104 Percent Humidity in Bangladesh
By Tim Brookes



In a country defined by water—whether monsoons, floods, or capsized ferries—rain seems to seep from the air itself. Will cars eventually become obsolete?


Bangladesh boats

I am in Bangladesh for many reasons, one of which is to test a strange, doomy hypothesis.

As global warming melts the polar ice cap, that moisture has to go somewhere. Some of it causes the oceans to rise, or in our local case Lake Champlain, which set new records for flood levels and then refused to go back down. Much of it, though, falls as rain or hangs in the air as water vapor. Some say the world will end in fire, Frost wrote, and some in ice. My hypothesis is that it will end in rain. It's not the temperature that will be the end of us; as they say in Florida, it's the humidity.

Or to give this situation a more imaginable form, think of the landscape of Blade Runner: the world as one great collapsing city, under endless rain.

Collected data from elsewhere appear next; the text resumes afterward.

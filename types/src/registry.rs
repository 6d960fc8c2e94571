//! The TypeRegistry - immutable type model lookup.

use crate::{MethodDef, Signature, SubtypeIndex, TypeDef, TypeError};
use beanval_core::{TypeId, TypeName};
use std::collections::{HashMap, HashSet};

/// The TypeRegistry provides lookup of declared types and answers
/// hierarchy questions. It is immutable after construction.
#[derive(Debug)]
pub struct TypeRegistry {
    /// Type definitions by ID.
    types: HashMap<TypeId, TypeDef>,
    /// Type ID lookup by name.
    type_names: HashMap<TypeName, TypeId>,
    /// Precomputed subtype relationships.
    subtype_index: SubtypeIndex,
}

impl TypeRegistry {
    pub(crate) fn new(
        types: HashMap<TypeId, TypeDef>,
        type_names: HashMap<TypeName, TypeId>,
        subtype_index: SubtypeIndex,
    ) -> Self {
        Self {
            types,
            type_names,
            subtype_index,
        }
    }

    // ==================== Type Lookups ====================

    /// Get a type definition by name.
    pub fn get_type_by_name(&self, name: &str) -> Option<&TypeDef> {
        self.type_names
            .get(&TypeName::new(name))
            .and_then(|id| self.types.get(id))
    }

    /// Get a type definition by ID.
    pub fn get_type(&self, id: TypeId) -> Option<&TypeDef> {
        self.types.get(&id)
    }

    /// Get a type ID by name.
    pub fn type_id(&self, name: &TypeName) -> Option<TypeId> {
        self.type_names.get(name).copied()
    }

    /// Get a type definition by name, failing for unknown names.
    pub fn resolve(&self, name: &TypeName) -> Result<&TypeDef, TypeError> {
        self.type_id(name)
            .and_then(|id| self.types.get(&id))
            .ok_or_else(|| TypeError::UnknownType(name.to_string()))
    }

    /// Returns true if the name is a registered interface.
    pub fn is_interface(&self, name: &TypeName) -> bool {
        self.type_id(name)
            .and_then(|id| self.types.get(&id))
            .map(TypeDef::is_interface)
            .unwrap_or(false)
    }

    /// Iterate over all type definitions in registration order.
    pub fn all_types(&self) -> impl Iterator<Item = &TypeDef> {
        let mut ids: Vec<TypeId> = self.types.keys().copied().collect();
        ids.sort();
        ids.into_iter().filter_map(move |id| self.types.get(&id))
    }

    /// Number of registered types.
    pub fn len(&self) -> usize {
        self.types.len()
    }

    /// Returns true if only the built-in types are registered.
    pub fn is_empty(&self) -> bool {
        self.types.len() <= 1
    }

    // ==================== Hierarchy ====================

    /// Check if `sub` is a subtype of `super_type` (reflexive).
    pub fn is_subtype(&self, sub: TypeId, super_type: TypeId) -> bool {
        self.subtype_index.is_subtype(sub, super_type)
    }

    /// Check subtyping by name. Unknown names are never subtypes.
    pub fn is_subtype_by_name(&self, sub: &TypeName, super_type: &TypeName) -> bool {
        match (self.type_id(sub), self.type_id(super_type)) {
            (Some(a), Some(b)) => self.is_subtype(a, b),
            _ => false,
        }
    }

    /// Get all subtypes of a type (not including the type itself).
    pub fn get_subtypes(&self, type_id: TypeId) -> impl Iterator<Item = TypeId> + '_ {
        self.subtype_index.get_subtypes(type_id)
    }

    /// Get all supertypes of a type (not including the type itself).
    pub fn get_supertypes(&self, type_id: TypeId) -> impl Iterator<Item = TypeId> + '_ {
        self.subtype_index.get_supertypes(type_id)
    }

    /// Linearized hierarchy: the type itself, its superclasses leaf-to-root,
    /// then all interfaces. Interfaces are collected per class in that
    /// order, depth-first with their super-interfaces, without duplicates.
    pub fn hierarchy(&self, type_id: TypeId) -> Vec<TypeId> {
        let classes = self.class_hierarchy(type_id);
        let mut result = classes.clone();
        let mut seen: HashSet<TypeId> = classes.iter().copied().collect();

        for class_id in classes {
            if let Some(type_def) = self.types.get(&class_id) {
                for &interface in &type_def.interfaces {
                    self.collect_interfaces(interface, &mut seen, &mut result);
                }
            }
        }
        result
    }

    fn collect_interfaces(&self, id: TypeId, seen: &mut HashSet<TypeId>, out: &mut Vec<TypeId>) {
        if !seen.insert(id) {
            return;
        }
        out.push(id);
        if let Some(type_def) = self.types.get(&id) {
            for &parent in &type_def.interfaces {
                self.collect_interfaces(parent, seen, out);
            }
        }
    }

    /// The type and its superclasses, leaf-to-root. Interfaces are excluded
    /// unless the type itself is one.
    pub fn class_hierarchy(&self, type_id: TypeId) -> Vec<TypeId> {
        let mut result = Vec::new();
        let mut current = Some(type_id);
        while let Some(id) = current {
            if result.contains(&id) {
                break;
            }
            result.push(id);
            current = self.types.get(&id).and_then(|t| t.superclass);
        }
        result
    }

    /// Interfaces implemented by the type itself together with their
    /// super-interfaces (not those inherited through superclasses).
    pub fn directly_implemented_interfaces(&self, type_id: TypeId) -> Vec<TypeId> {
        let mut result = Vec::new();
        let mut seen = HashSet::new();
        if let Some(type_def) = self.types.get(&type_id) {
            for &interface in &type_def.interfaces {
                self.collect_interfaces(interface, &mut seen, &mut result);
            }
        }
        result
    }

    /// All super-interfaces of an interface, transitively, in linearized order.
    pub fn super_interfaces(&self, type_id: TypeId) -> Vec<TypeId> {
        self.directly_implemented_interfaces(type_id)
    }

    // ==================== Overriding ====================

    /// Returns true if the method `signature` declared on `sub` overrides the
    /// one declared on `super_type`: both declare it, `sub` is a strict subtype
    /// and the super method is not private.
    pub fn overrides(&self, sub: TypeId, super_type: TypeId, signature: &Signature) -> bool {
        if sub == super_type || !self.is_subtype(sub, super_type) {
            return false;
        }
        let declared_on_sub = self
            .get_type(sub)
            .and_then(|t| t.method(signature))
            .is_some();
        let super_method = self.get_type(super_type).and_then(|t| t.method(signature));
        declared_on_sub && matches!(super_method, Some(m) if !m.is_private())
    }

    /// Returns true if neither declaring type is a subtype of the other.
    pub fn is_parallel(&self, a: TypeId, b: TypeId) -> bool {
        !self.is_subtype(a, b) && !self.is_subtype(b, a)
    }

    /// Methods overridden by `signature` on `type_id`, in hierarchy order.
    pub fn overridden_methods(
        &self,
        type_id: TypeId,
        signature: &Signature,
    ) -> Vec<(TypeId, &MethodDef)> {
        self.hierarchy(type_id)
            .into_iter()
            .skip(1)
            .filter(|&super_id| self.overrides(type_id, super_id, signature))
            .filter_map(|super_id| {
                self.get_type(super_id)
                    .and_then(|t| t.method(signature))
                    .map(|m| (super_id, m))
            })
            .collect()
    }
}

#[cfg(test)]
mod tests {
    use crate::{MethodDef, ParameterDef, TypeRegistryBuilder, ValueType};

    fn method_m() -> MethodDef {
        MethodDef::new("m").param(ParameterDef::new("s", ValueType::named("String")))
    }

    // ========== TEST: hierarchy_linearization ==========
    #[test]
    fn test_hierarchy_linearization() {
        // GIVEN Base implements I1, Impl extends Base implements I2, I2 extends I3
        let mut builder = TypeRegistryBuilder::new();
        let i1 = builder.add_interface("I1").done().unwrap();
        let i3 = builder.add_interface("I3").done().unwrap();
        let i2 = builder.add_interface("I2").extends("I3").done().unwrap();
        let base = builder.add_class("Base").implements("I1").done().unwrap();
        let imp = builder
            .add_class("Impl")
            .extends("Base")
            .implements("I2")
            .done()
            .unwrap();
        let registry = builder.build();

        // WHEN linearizing Impl
        let hierarchy = registry.hierarchy(imp);

        // THEN self, superclasses leaf-to-root, then interfaces
        assert_eq!(hierarchy, vec![imp, base, i2, i3, i1]);
        assert_eq!(registry.class_hierarchy(imp), vec![imp, base]);
        assert_eq!(registry.directly_implemented_interfaces(imp), vec![i2, i3]);
    }

    // ========== TEST: check_subtype_relationship ==========
    #[test]
    fn test_check_subtype_relationship() {
        // GIVEN registry with Base <- Impl
        let mut builder = TypeRegistryBuilder::new();
        let base = builder.add_class("Base").done().unwrap();
        let imp = builder.add_class("Impl").extends("Base").done().unwrap();
        let registry = builder.build();

        // THEN subtyping holds in one direction only
        assert!(registry.is_subtype(imp, base));
        assert!(!registry.is_subtype(base, imp));
        assert_eq!(registry.get_subtypes(base).collect::<Vec<_>>(), vec![imp]);
    }

    // ========== TEST: overrides_relation ==========
    #[test]
    fn test_overrides_relation() {
        // GIVEN interface I declaring m and class C implementing it
        let mut builder = TypeRegistryBuilder::new();
        let i = builder.add_interface("I").method(method_m()).done().unwrap();
        let c = builder
            .add_class("C")
            .implements("I")
            .method(method_m())
            .done()
            .unwrap();
        let other = builder.add_class("Other").method(method_m()).done().unwrap();
        let registry = builder.build();
        let signature = method_m().signature();

        // THEN C.m overrides I.m, but not the unrelated Other.m
        assert!(registry.overrides(c, i, &signature));
        assert!(!registry.overrides(i, c, &signature));
        assert!(!registry.overrides(c, other, &signature));
        assert_eq!(registry.overridden_methods(c, &signature).len(), 1);
    }

    // ========== TEST: private_methods_not_overridden ==========
    #[test]
    fn test_private_methods_not_overridden() {
        let mut builder = TypeRegistryBuilder::new();
        let base = builder
            .add_class("Base")
            .method(method_m().private())
            .done()
            .unwrap();
        let sub = builder
            .add_class("Sub")
            .extends("Base")
            .method(method_m())
            .done()
            .unwrap();
        let registry = builder.build();

        assert!(!registry.overrides(sub, base, &method_m().signature()));
    }

    // ========== TEST: parallel_types ==========
    #[test]
    fn test_parallel_types() {
        let mut builder = TypeRegistryBuilder::new();
        let i1 = builder.add_interface("I1").done().unwrap();
        let i2 = builder.add_interface("I2").done().unwrap();
        let c = builder
            .add_class("C")
            .implements("I1")
            .implements("I2")
            .done()
            .unwrap();
        let registry = builder.build();

        assert!(registry.is_parallel(i1, i2));
        assert!(!registry.is_parallel(c, i1));
    }
}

Where better to study what this will look like, then, than in a country that, according to WeatherUnderground, was currently experiencing temperatures of 85-90 but humidity of 85-90 percent?

umbrella

So, off to Dhaka, capital of Bangladesh.

Dhaka airport itself was invisible under low cloud: the runway appeared only seconds before the wheels touched it. In the jet bridge, the air reminded me of flying into Belize City. I can manage this, I thought.

I had worked up a sweat long before I left the airport. Baggage from our flight was unloaded randomly onto several different baggage carousels, and a couple of hundred bewildered people pushed their overladen carts from one to another, peering first at one belt, then another.

The flight had landed 45 minutes late. By the time I retrieved my bags and headed toward the crush outside the arrivals area, I was starting to be a little concerned that my driver had up and left. No small white sign with my name inside baggage claims; no sign among the first public throng. Then I pushed open the front terminal doors, and the world vanished.

It vanished, of course, because even the hot air inside, with its added hints of sweat, belt rubber and exhaustion, had been to some extent conditioned. The real air, outside, smacked against my glasses and clung on in grateful watery globulets. I couldn't see a damn thing.

I took my glasses off and the world reappeared, but even hazier than usual. The middle and longer distances seemed to have vanished. Closer at hand, a dozen Bangladeshis were crowding around me asking, "Taxi? Taxi? Do you need help, sir?" Beyond them I could make out the usual half-dozen slender young soldiers making vague and unthreatening waving gestures that were routinely ignored by everyone, and beyond them the curb, where half a dozen taxis and minicabs were packing in new arrivals in another form of supersaturation. But the rest of the region—well, it consisted entirely of water.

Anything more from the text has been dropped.